### Data excerpts:
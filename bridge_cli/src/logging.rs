//! Subscriber setup: human-readable console output on stderr plus an
//! optional JSON-lines file.

use std::io::IsTerminal;
use std::path::Path;

use bridge_config::Logging;
use tracing_subscriber::{EnvFilter, fmt, prelude::*};

use crate::cli::FILE_GUARD;

/// `RUST_LOG` wins over `[logging].level`, which wins over `info`.
fn filter(cfg: &Logging) -> EnvFilter {
    EnvFilter::try_from_default_env()
        .unwrap_or_else(|_| EnvFilter::new(cfg.level.as_deref().unwrap_or("info")))
}

fn file_writer(path: &str, rotation: Option<&str>) -> tracing_appender::non_blocking::NonBlocking {
    let p = Path::new(path);
    let dir = p
        .parent()
        .filter(|d| !d.as_os_str().is_empty())
        .unwrap_or_else(|| Path::new("."));
    let name = p
        .file_name()
        .map_or_else(|| "bridge.log".into(), |n| n.to_string_lossy().into_owned());
    let appender = match rotation {
        Some("daily") => tracing_appender::rolling::daily(dir, name),
        Some("hourly") => tracing_appender::rolling::hourly(dir, name),
        _ => tracing_appender::rolling::never(dir, name),
    };
    let (writer, guard) = tracing_appender::non_blocking(appender);
    let _ = FILE_GUARD.set(guard);
    writer
}

pub fn init(cfg: &Logging) {
    let console = fmt::layer()
        .with_writer(std::io::stderr)
        .with_ansi(std::io::stderr().is_terminal())
        .with_target(false)
        .with_thread_names(true);

    let file = cfg.file.as_deref().map(|path| {
        fmt::layer()
            .json()
            .with_current_span(false)
            .with_writer(file_writer(path, cfg.rotation.as_deref()))
    });

    // A second init (tests) keeps the first subscriber.
    let _ = tracing_subscriber::registry()
        .with(filter(cfg))
        .with(console)
        .with(file)
        .try_init();
}
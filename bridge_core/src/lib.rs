#![cfg_attr(all(not(debug_assertions), not(test)), deny(warnings))]
#![cfg_attr(
    all(not(debug_assertions), not(test)),
    deny(clippy::all, clippy::pedantic, clippy::nursery)
)]
#![allow(
    clippy::module_name_repetitions,
    clippy::missing_errors_doc,
    clippy::cast_possible_truncation,
    clippy::cast_sign_loss,
    clippy::cast_precision_loss
)]
#![cfg_attr(not(test), deny(clippy::unwrap_used, clippy::expect_used))]
//! Sensor bridge engine (hardware-agnostic).
//!
//! Sensor samples arrive as UDP datagrams, are smoothed per channel, and are
//! emitted at a fixed rate as control-change events through
//! `bridge_traits::OutputSink`.
//!
//! ## Architecture
//!
//! - **Ingress**: datagram parsing and channel updates (`ingress` module)
//! - **Filtering**: lagged exponential smoothing (`filter` module)
//! - **Liveness**: one-second input timeout that freezes output (`liveness`)
//! - **Output**: mapping to `[0, 127]`, debounce, edge-triggered send (`scheduler`)
//! - **Lifecycle**: worker threads, bounded shutdown (`runner`)
//!
//! Channel state is the only thing the two workers share. The output worker
//! alone owns the sink and the record of what it last sent.

pub mod channel;
pub mod conversions;
pub mod error;
pub mod filter;
pub mod ingress;
pub mod liveness;
pub mod mapping;
pub mod mocks;
pub mod runner;
pub mod scheduler;
pub mod sink_error;
pub mod util;

pub use channel::{ChannelConfig, ChannelId, ChannelSet, ChannelState};
pub use conversions::{BridgeSettings, resolve_mapping};
pub use error::{BridgeError, Result};
pub use ingress::{IngestReport, Ingestor, IngressListener};
pub use liveness::{LIVENESS_TIMEOUT, Liveness, Transition};
pub use runner::{Bridge, BridgeParts, DEFAULT_SHUTDOWN_TIMEOUT, ShutdownReport, StopToken};
pub use scheduler::{OutputScheduler, SkipReason, TickOutcome};
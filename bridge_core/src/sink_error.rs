//! Maps `Box<dyn Error>` from trait boundaries to typed `BridgeError`.
//!
//! The traits in `bridge_traits` use `Box<dyn Error + Send + Sync>`; this
//! module converts those to our typed error enum, with an optional
//! feature-gated path for `bridge_hardware::HwError` downcasting.

use crate::error::BridgeError;

/// Map an output-sink error to a typed `BridgeError`.
///
/// Attempts to downcast known hardware error types first, then falls back
/// to string-based heuristics.
pub fn map_sink_error(e: &(dyn std::error::Error + 'static)) -> BridgeError {
    #[cfg(feature = "hardware-errors")]
    {
        use bridge_hardware::error::HwError;
        if let Some(hw) = e.downcast_ref::<HwError>() {
            return match hw {
                HwError::NoPorts | HwError::PortNotFound(_) | HwError::Open(_) => {
                    BridgeError::DeviceOpen(hw.to_string())
                }
                other => BridgeError::DeviceSend(other.to_string()),
            };
        }
    }

    let s = e.to_string();
    if s.to_lowercase().contains("open") {
        BridgeError::DeviceOpen(s)
    } else {
        BridgeError::DeviceSend(s)
    }
}
//! Human-readable error descriptions for startup failures.

use bridge_core::BridgeError;

/// Map an eyre::Report to a human-readable explanation with likely causes and fix hints.
pub fn humanize(err: &eyre::Report) -> String {
    if let Some(be) = err.downcast_ref::<BridgeError>() {
        return match be {
            BridgeError::NetworkBind { port, reason } => format!(
                "What happened: Could not listen on UDP port {port} ({reason}).\nLikely causes: Another program or a second bridge instance already uses the port, or the port needs elevated privileges.\nHow to fix: Stop the other program, or pass a free port as the first argument (e.g., `sensor-bridge 9000`) or set controller.listen_port."
            ),
            BridgeError::DeviceOpen(msg) => format!(
                "What happened: The MIDI output could not be opened ({msg}).\nLikely causes: No MIDI device or virtual port is present, its driver is missing, or another program holds the port.\nHow to fix: Connect the device and check its driver, close programs using the port, or set output.device to another port name. Running with elevated privileges can also help."
            ),
            BridgeError::Config(msg) => format!(
                "What happened: Invalid configuration ({msg}).\nLikely causes: Out-of-range values in the TOML.\nHow to fix: Edit the config file, then rerun."
            ),
            other => format!(
                "What happened: {other}.\nLikely causes: See logs.\nHow to fix: Re-run with RUST_LOG=debug for more detail."
            ),
        };
    }

    let msg = err.to_string();
    let mut cause = String::new();
    if let Some(src) = err.source() {
        cause = format!(" Cause: {src}");
    }
    format!(
        "Something went wrong.{cause}\nHow to fix: Re-run with RUST_LOG=debug for details. Original: {msg}"
    )
}
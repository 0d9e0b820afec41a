pub mod clock;

pub use clock::{Clock, MonotonicClock};

use std::net::IpAddr;

/// Destination for control-change events (a MIDI output port or a stand-in).
pub trait OutputSink {
    fn send_control_change(
        &mut self,
        control: u8,
        value: u8,
    ) -> Result<(), Box<dyn std::error::Error + Send + Sync>>;

    /// False when the underlying handle is gone; the output worker skips ticks.
    fn is_available(&self) -> bool {
        true
    }

    fn close(&mut self) -> Result<(), Box<dyn std::error::Error + Send + Sync>> {
        Ok(())
    }
}

impl<T: OutputSink + ?Sized> OutputSink for Box<T> {
    fn send_control_change(
        &mut self,
        control: u8,
        value: u8,
    ) -> Result<(), Box<dyn std::error::Error + Send + Sync>> {
        (**self).send_control_change(control, value)
    }

    fn is_available(&self) -> bool {
        (**self).is_available()
    }

    fn close(&mut self) -> Result<(), Box<dyn std::error::Error + Send + Sync>> {
        (**self).close()
    }
}

/// Service advertised on the local network so sensor sources can find us.
#[derive(Debug, Clone, PartialEq, Eq)]
pub struct ServiceAdvert {
    pub service_type: String,
    pub instance_name: String,
    pub address: IpAddr,
    pub port: u16,
    pub metadata: Vec<(String, String)>,
}

pub trait Discovery {
    fn register(
        &mut self,
        advert: &ServiceAdvert,
    ) -> Result<(), Box<dyn std::error::Error + Send + Sync>>;
    fn unregister(&mut self) -> Result<(), Box<dyn std::error::Error + Send + Sync>>;
}

/// Values handed to the display after a datagram was ingested.
///
/// Sample fields carry the parsed (pre-clamp) value of each enabled channel
/// that was present in the datagram.
#[derive(Debug, Clone, PartialEq)]
pub enum DisplayEvent {
    Sample {
        primary: Option<f64>,
        secondary: Option<f64>,
        auxiliary: Option<f64>,
    },
    Malformed(String),
}

pub trait DisplaySink {
    fn show(&mut self, event: &DisplayEvent);
}

impl<T: DisplaySink + ?Sized> DisplaySink for Box<T> {
    fn show(&mut self, event: &DisplayEvent) {
        (**self).show(event);
    }
}
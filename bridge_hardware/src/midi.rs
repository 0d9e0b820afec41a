use bridge_traits::OutputSink;
use midir::{MidiOutput, MidiOutputConnection};
use tracing::{debug, info, trace};

use crate::error::{HwError, Result};
use crate::ports::select_port;

const CLIENT_NAME: &str = "sensor-bridge";
const CONTROL_CHANGE: u8 = 0xB0;

/// MIDI output port sink.
pub struct MidiSink {
    conn: Option<MidiOutputConnection>,
    channel: u8,
    port_name: String,
}

impl MidiSink {
    /// Open the port matching `device` (or the automatic choice) on `channel`.
    pub fn open(device: Option<&str>, channel: u8) -> Result<Self> {
        let out = MidiOutput::new(CLIENT_NAME).map_err(|e| HwError::Open(e.to_string()))?;
        let ports = out.ports();
        let names: Vec<String> = ports
            .iter()
            .map(|p| out.port_name(p).unwrap_or_else(|_| "<unnamed>".to_string()))
            .collect();
        debug!(?names, "MIDI output ports");
        let idx = select_port(&names, device)?;
        let port_name = names[idx].clone();
        let conn = out
            .connect(&ports[idx], CLIENT_NAME)
            .map_err(|e| HwError::Open(format!("{port_name}: {e}")))?;
        info!(port = %port_name, channel, "MIDI output opened");
        Ok(Self {
            conn: Some(conn),
            channel: channel & 0x0F,
            port_name,
        })
    }

    pub fn port_name(&self) -> &str {
        &self.port_name
    }
}

impl OutputSink for MidiSink {
    fn send_control_change(
        &mut self,
        control: u8,
        value: u8,
    ) -> std::result::Result<(), Box<dyn std::error::Error + Send + Sync>> {
        let conn = self.conn.as_mut().ok_or(HwError::Closed)?;
        let msg = [CONTROL_CHANGE | self.channel, control & 0x7F, value & 0x7F];
        conn.send(&msg).map_err(|e| HwError::Send(e.to_string()))?;
        trace!(control, value, "control change");
        Ok(())
    }

    fn is_available(&self) -> bool {
        self.conn.is_some()
    }

    fn close(&mut self) -> std::result::Result<(), Box<dyn std::error::Error + Send + Sync>> {
        if let Some(conn) = self.conn.take() {
            let _ = conn.close();
            info!(port = %self.port_name, "MIDI output closed");
        }
        Ok(())
    }
}
#![no_main]
use libfuzzer_sys::fuzz_target;

fuzz_target!(|data: &str| {
    // Any text must either fail to parse or yield settings within bounds.
    if let Ok(cfg) = bridge_config::load_toml(data) {
        if cfg.validate().is_ok() {
            let s = bridge_core::BridgeSettings::from(&cfg);
            let ids: Vec<u8> = s.channels.iter().map(|c| c.mapping_id).collect();
            assert!(ids[0] != ids[1] && ids[0] != ids[2] && ids[1] != ids[2]);
        }
    }
});
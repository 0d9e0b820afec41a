//! Ingestion through output on one thread, driven by a manual clock.

use std::sync::Arc;
use std::time::Duration;

use bridge_config::{Config, DisplayMode, SmoothMode};
use bridge_core::mocks::{RecordingDisplay, RecordingSink};
use bridge_core::{
    BridgeSettings, ChannelId, ChannelSet, Ingestor, Liveness, OutputScheduler, SkipReason,
    TickOutcome, Transition,
};
use bridge_traits::DisplayEvent;
use bridge_traits::clock::test_clock::TestClock;
use rstest::rstest;

struct Rig {
    clock: TestClock,
    channels: Arc<ChannelSet>,
    liveness: Arc<Liveness>,
    ingestor: Ingestor,
    scheduler: OutputScheduler<RecordingSink>,
    sink: RecordingSink,
    display: RecordingDisplay,
}

impl Rig {
    fn new(cfg: &Config) -> Self {
        Self::with_sink(cfg, RecordingSink::new())
    }

    fn with_sink(cfg: &Config, sink: RecordingSink) -> Self {
        let settings = BridgeSettings::from(cfg);
        let clock = TestClock::new();
        let channels = Arc::new(ChannelSet::new(settings.channels.clone()));
        let liveness = Arc::new(Liveness::new(Arc::new(clock.clone())));
        let ingestor = Ingestor::new(
            Arc::clone(&channels),
            Arc::clone(&liveness),
            settings.display_mode,
        );
        let scheduler = OutputScheduler::new(
            sink.clone(),
            Arc::clone(&channels),
            Arc::clone(&liveness),
            settings.send_frequency_hz,
        );
        Self {
            clock,
            channels,
            liveness,
            ingestor,
            scheduler,
            sink,
            display: RecordingDisplay::new(),
        }
    }

    fn feed(&mut self, text: &str) -> bridge_core::IngestReport {
        self.ingestor.ingest(text.as_bytes(), &mut self.display)
    }

    fn raw(&self, id: ChannelId) -> f64 {
        self.channels.get(id).snapshot().raw
    }
}

fn passthrough() -> Config {
    let mut cfg = Config::default();
    cfg.sensors.cc1 = SmoothMode::Passthrough;
    cfg.sensors.cc11 = SmoothMode::Passthrough;
    cfg
}

#[test]
fn three_field_datagram_updates_every_channel_and_resets_liveness() {
    let mut cfg = Config::default();
    cfg.controller.cc_opt_enabled = true;
    let mut rig = Rig::new(&cfg);

    rig.clock.advance(Duration::from_millis(700));
    let report = rig.feed("12.5 40.0 1.0");

    assert!(report.failures.is_empty());
    assert_eq!(rig.raw(ChannelId::Primary), 12.5);
    assert_eq!(rig.raw(ChannelId::Secondary), 40.0);
    assert_eq!(rig.raw(ChannelId::Auxiliary), 1.0);
    assert_eq!(rig.liveness.silent_for_ms(), 0);
    assert_eq!(
        rig.display.events(),
        vec![DisplayEvent::Sample {
            primary: Some(12.5),
            secondary: Some(40.0),
            auxiliary: Some(1.0),
        }]
    );
}

#[test]
fn smoothing_lags_by_one_sample() {
    let mut cfg = Config::default();
    cfg.controller.aef_cc1 = Some(0.5);
    let mut rig = Rig::new(&cfg);

    let mut filtered = Vec::new();
    for raw in ["10", "20", "30"] {
        rig.feed(raw);
        filtered.push(rig.channels.get(ChannelId::Primary).filtered());
    }
    assert_eq!(filtered, vec![0.0, 5.0, 12.5]);
}

#[test]
fn out_of_domain_sample_is_clamped_before_filtering() {
    let mut rig = Rig::new(&Config::default());
    rig.feed("999");
    assert_eq!(rig.raw(ChannelId::Primary), 30.0);
    let snap = rig.channels.get(ChannelId::Primary).snapshot();
    assert_eq!(snap.filter().prev_raw(), 30.0);
}

#[test]
fn unchanged_value_is_sent_once() {
    let mut rig = Rig::new(&passthrough());
    rig.feed("15 45");

    assert_eq!(rig.scheduler.tick(), TickOutcome::Ran { sent: 2, failed: 0 });
    assert_eq!(rig.scheduler.tick(), TickOutcome::Ran { sent: 0, failed: 0 });
    assert_eq!(rig.sink.sent(), vec![(1, 64), (11, 64)]);
    assert_eq!(rig.scheduler.last_sent(ChannelId::Primary), Some(64));
}

#[test]
fn step_change_is_approached_by_halving_and_settles_one_short() {
    let mut rig = Rig::new(&passthrough());
    rig.feed("15");
    rig.scheduler.tick();
    rig.feed("30");
    for _ in 0..12 {
        rig.scheduler.tick();
    }
    assert_eq!(rig.sink.values_for(1), vec![64, 95, 111, 119, 123, 125, 126]);
}

#[test]
fn nothing_is_sent_while_timed_out() {
    let mut rig = Rig::new(&passthrough());
    rig.feed("15 45");
    rig.clock.advance(Duration::from_millis(1001));

    for _ in 0..5 {
        assert_eq!(
            rig.scheduler.tick(),
            TickOutcome::Skipped(SkipReason::TimedOut)
        );
    }
    assert!(rig.sink.sent().is_empty());
    assert_eq!(rig.scheduler.last_sent(ChannelId::Primary), None);

    // Samples are still ingested but not displayed while timed out.
    rig.feed("30 90");
    assert_eq!(rig.display.events().len(), 1);
    assert!(matches!(rig.scheduler.tick(), TickOutcome::Ran { sent: 2, .. }));
    assert_eq!(rig.sink.sent(), vec![(1, 127), (11, 127)]);
}

#[test]
fn liveness_reports_each_boundary_once() {
    let rig = Rig::new(&Config::default());
    let mut events = Vec::new();
    for _ in 0..30 {
        rig.clock.advance(Duration::from_millis(100));
        events.extend(rig.liveness.evaluate());
    }
    rig.liveness.touch();
    for _ in 0..5 {
        events.extend(rig.liveness.evaluate());
    }
    assert_eq!(events, vec![Transition::TimedOut, Transition::Recovered]);
}

#[test]
fn failing_channel_does_not_block_the_others() {
    let mut rig = Rig::with_sink(&passthrough(), RecordingSink::failing_on(1));
    rig.feed("15 45");
    assert_eq!(rig.scheduler.tick(), TickOutcome::Ran { sent: 1, failed: 1 });
    assert_eq!(rig.scheduler.last_sent(ChannelId::Primary), None);
    assert_eq!(rig.scheduler.last_sent(ChannelId::Secondary), Some(64));
}

#[test]
fn unavailable_sink_skips_tick() {
    let mut rig = Rig::new(&passthrough());
    rig.feed("15 45");
    rig.sink.set_available(false);
    assert_eq!(
        rig.scheduler.tick(),
        TickOutcome::Skipped(SkipReason::SinkUnavailable)
    );
    rig.sink.set_available(true);
    assert!(matches!(rig.scheduler.tick(), TickOutcome::Ran { sent: 2, .. }));
}

#[test]
fn auxiliary_is_sent_every_tick() {
    let mut cfg = passthrough();
    cfg.controller.cc_opt_enabled = true;
    let mut rig = Rig::new(&cfg);
    rig.feed("0 0 45");
    for _ in 0..3 {
        rig.scheduler.tick();
    }
    assert_eq!(rig.sink.values_for(3), vec![64, 64, 64]);
    assert_eq!(rig.sink.values_for(1), vec![0]);
}

#[test]
fn bad_field_is_skipped_without_losing_the_rest() {
    let mut rig = Rig::new(&passthrough());
    let report = rig.feed("abc 40");
    assert_eq!(report.failures.len(), 1);
    assert_eq!(report.value(ChannelId::Secondary), Some(40.0));
    assert_eq!(rig.raw(ChannelId::Primary), 0.0);
    assert_eq!(
        rig.display.events(),
        vec![DisplayEvent::Sample {
            primary: None,
            secondary: Some(40.0),
            auxiliary: None,
        }]
    );
}

#[test]
fn wholly_malformed_datagram_leaves_liveness_alone() {
    let mut rig = Rig::new(&Config::default());
    rig.clock.advance(Duration::from_millis(400));
    let report = rig.feed("abc def");
    assert!(!report.any_parsed());
    assert_eq!(rig.liveness.silent_for_ms(), 400);
    assert_eq!(
        rig.display.events(),
        vec![DisplayEvent::Malformed("abc def".to_string())]
    );
}

#[test]
fn fields_of_disabled_channels_are_ignored() {
    let mut cfg = Config::default();
    cfg.controller.cc11_enabled = false;
    cfg.display.para_monitor_display = DisplayMode::Off;
    let mut rig = Rig::new(&cfg);
    let report = rig.feed("1 xyz");
    assert!(report.failures.is_empty());
    assert_eq!(report.value(ChannelId::Secondary), None);
    assert!(rig.display.events().is_empty());
}

#[test]
fn empty_datagram_is_ignored() {
    let mut rig = Rig::new(&Config::default());
    rig.clock.advance(Duration::from_millis(300));
    let report = rig.feed("  \n");
    assert!(report.failures.is_empty() && !report.any_parsed());
    assert_eq!(rig.liveness.silent_for_ms(), 300);
    assert!(rig.display.events().is_empty());
}

#[rstest]
#[case((5, 5, 3), (1, 11, 3))]
#[case((1, 2, 2), (1, 11, 3))]
#[case((9, 10, 9), (1, 11, 3))]
#[case((20, 21, 22), (20, 21, 22))]
fn mapping_collisions_fall_back_to_defaults(
    #[case] ids: (u8, u8, u8),
    #[case] expected: (u8, u8, u8),
) {
    let mut cfg = Config::default();
    (cfg.mapping.cc1, cfg.mapping.cc11, cfg.mapping.cc_opt) = ids;
    let s = BridgeSettings::from(&cfg);
    let got = (
        s.channel(ChannelId::Primary).mapping_id,
        s.channel(ChannelId::Secondary).mapping_id,
        s.channel(ChannelId::Auxiliary).mapping_id,
    );
    assert_eq!(got, expected);
}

### Task description:
Above are the records; print exactly the lines from the line with "pub fn map_sink_error(e: &(dyn" to the line with "pub fn humanize(err: &eyre::Report)", including both, and nothing else.

### Finished task:
pub fn map_sink_error(e: &(dyn std::error::Error + 'static)) -> BridgeError {
    #[cfg(feature = "hardware-errors")]
    {
        use bridge_hardware::error::HwError;
        if let Some(hw) = e.downcast_ref::<HwError>() {
            return match hw {
                HwError::NoPorts | HwError::PortNotFound(_) | HwError::Open(_) => {
                    BridgeError::DeviceOpen(hw.to_string())
                }
                other => BridgeError::DeviceSend(other.to_string()),
            };
        }
    }

    let s = e.to_string();
    if s.to_lowercase().contains("open") {
        BridgeError::DeviceOpen(s)
    } else {
        BridgeError::DeviceSend(s)
    }
}
//! Human-readable error descriptions for startup failures.

use bridge_core::BridgeError;

/// Map an eyre::Report to a human-readable explanation with likely causes and fix hints.
pub fn humanize(err: &eyre::Report) -> String {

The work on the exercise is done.